I guess that's what it feels like to be in Bastard's
heaven!
Ein paar Sekunden später sind vier nette kleine Trojaner auf dem Server,
auf dem Client und – nur zur Sicherheit und weil's einfach zu geil
ist – auf zwei weiteren Client-Rechnern installiert, auf die ich von
hier aus problemlos Zugriff bekomme.
Später im Hotel schreibe ich ein niedliches kleines Programm, das alle
fünf Minuten in sämtlichen auf dem Konferenzserver gespeicherten
Präsentationen die eingebundenen Graphiken austauscht. Nach einigem Suchen
finde ich eine Gay Pride Web-Page der lokalen Schwulengruppe, natürlich mit
Bildergalerie (ohne Bildchen geht bei denen nix!), und mische die Bilder von
dort auch noch locker in die gespeicherten Vorträge.
Hmm, was könnte man noch zu einer gelungenen Konferenz beitragen? Gelungene
Konferenzen sind bekanntermaßen diejenigen, die allen Teilnehmern noch
lange im Gedächtnis bleiben. Da es verdammt unwahrscheinlich ist, daß
auf einer WUERG irgendwelche nobelpreisverdächtigen Entdeckungen
präsentiert werden, sind es meistens die mehr oder weniger
spektakulären Begleitumstände, welche den bleibenden Eindruck einer
Konferenz bewirken. Zum Beispiel wird sich die Wissenschaftsgemeinde an die
ICSLP 1996 für immer als 'die Konferenz, bei der der Wein ausging'
erinnern, weil beim offiziellen Konferenz-Dinner schon nach einer Stunde kein
Wein mehr zu haben war. Oder die LREC 2008 in Marokko, bei der die Veranstalter
die glorreiche Idee hatten, die Welcome-Reception in einem Beduinenlager in der
Wüste zu veranstalten – dummerweise gleichzeitig mit einem
mittelschweren Sandsturm. Und von der IS2009 wird den meisten Teilnehmern in
Erinnerung bleiben, wie sie während des sogenannten Konferenz-Dinners
verzweifelt den viel zu wenigen Hostessen mit Snacks hinterherjagen
mußten, um überhaupt etwas in die knurrenden Mägen zu
bekommen.
Um mich einzustimmen, manipuliere ich ein wenig den time dämon des
Konferenzservers, weil ich sehen kann, daß die Gongsignale, welche den
Beginn der Vorträge signalisieren, auch von diesem Rechner aus gesteuert
werden. Dann – manchmal muß man eben Glück
haben – finde ich zufällig ein Netzlaufwerk, daß wohl zur
Buchhaltung des Konferenzzentrums gehört und der Einfachheit halber auf dem
Server eingebunden wurde. Es ist zwar 'geschützt', aber da es sich um einen
Windoofs-Rechner handelt, kann ich 7einhalb Sekunden später das
Buchungssystem einsehen.
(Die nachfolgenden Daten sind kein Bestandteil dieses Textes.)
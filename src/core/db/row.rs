/// Row Formatting Module
///
/// Rows travel across the caller boundary as single text records. Field values
/// are joined with the ASCII unit separator (U+001F) and SQL NULL is rendered
/// as the literal `NULL`, so a one-column row renders as the bare value.
use serde_json::{Map, Value};

/// Separator placed between field values of a serialized row.
pub const FIELD_SEPARATOR: char = '\u{1f}';

/// One row of a result set; `None` is SQL NULL.
#[derive(Debug, Clone, PartialEq, Eq, Default)]
pub struct Row {
    values: Vec<Option<String>>,
}

impl Row {
    pub fn new(values: Vec<Option<String>>) -> Self {
        Row { values }
    }

    pub fn values(&self) -> &[Option<String>] {
        &self.values
    }

    pub fn len(&self) -> usize {
        self.values.len()
    }

    pub fn is_empty(&self) -> bool {
        self.values.is_empty()
    }

    /// Serializes the row into a delimited text record.
    pub fn to_record(&self) -> String {
        let mut record = String::new();
        for (i, value) in self.values.iter().enumerate() {
            if i > 0 {
                record.push(FIELD_SEPARATOR);
            }
            record.push_str(value.as_deref().unwrap_or("NULL"));
        }
        record
    }

    /// Renders the row as a JSON object keyed by column name.
    ///
    /// Values without a matching column name are keyed by their index.
    pub fn to_json(&self, columns: &[String]) -> Value {
        let mut object = Map::with_capacity(self.values.len());
        for (i, value) in self.values.iter().enumerate() {
            let key = columns.get(i).cloned().unwrap_or_else(|| i.to_string());
            let json = match value {
                Some(text) => Value::String(text.clone()),
                None => Value::Null,
            };
            object.insert(key, json);
        }
        Value::Object(object)
    }
}

impl From<Vec<Option<String>>> for Row {
    fn from(values: Vec<Option<String>>) -> Self {
        Row::new(values)
    }
}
Ich finde ziemlich rasch die Bestellungen für das
Konferenzdinner und ändere die Bestellung für 40 Flaschen
Weißwein in 400 Flaschen Whisky und 60 Flaschen langweiligen
Rotwein in 600 Flaschen Tequila. Die 200 Flaschen Tafelwasser ersetze
ich durch 200 Flaschen Ouzo – schaut ja eh fast gleich aus, wenn
man's nicht so genau nimmt! Das Essen lasse ich so, wie es ist – am
britischem Fraß läßt sich sowieso nichts mehr
verschlechtern!
Dann schau ich nach, ob über den Server irgendwelche Drucker oder
Faxgeräte angesteuert werden können (ein, zwei Kilometer schwarzes PDF
nach Indonesien faxen, kommt immer wieder gut!). Dabei entdecke ich einen
merkwürdigen Gerätetreiber, den ich noch nie gesehen habe. Nachdem ich
die Daten, die über die Schnittstelle geschickt werden, eine Weile
analysiert habe, kapiere ich, daß es sich um die Steuerung von
LCD-Hinweistafeln handeln muß, die vor den verschiedenen
Konferenzräumen die jeweiligen Sitzungen ankündigen. Ein
glückliche halbe Stunde lang erfinde ich phantasievolle Sitzungsthemen und
'verbessere' den langweiligen Konferenzplan grundlegend. Morgen früh wird
es zum Beispiel eine Keynote geben mit dem vielversprechenden Titel
'Smith&Wesson Silencer: How to Silence Speakers and to Solve all
Communication Problems for Ever' und am frühen Nachmittag die Plenary
Session 'The Bastard Blabber from Hell: Effective Communication in the New
Millenium'.
Am Donnerstag spricht einer meiner bekanntesten Kollegen über das Thema
'Does the Bra Size Influence Female Language? An Empirical Study.' Um die
Kollegen fit zu halten, programmiere ich außerdem ein
selbst-replizierendes Skript, das alle 15 Minuten die Anzeigen für
alle Räume zyklisch vertauscht.
Inzwischen ist es spät geworden. Gähnend hacke ich mich noch rasch in
den alten Interpol-Rechner in Paris (eine NT-Kiste – man möchte
es ja nicht glauben!), wo sie immer noch die aktuellen Fahndungslisten
verwalten, und kopiere die Teilnehmerliste in die Topliste gesuchter
Terroristen – nicht ohne vorher meine Wenigkeit zu löschen:
Diskretion ist das Merkmal des wahren Gentleman!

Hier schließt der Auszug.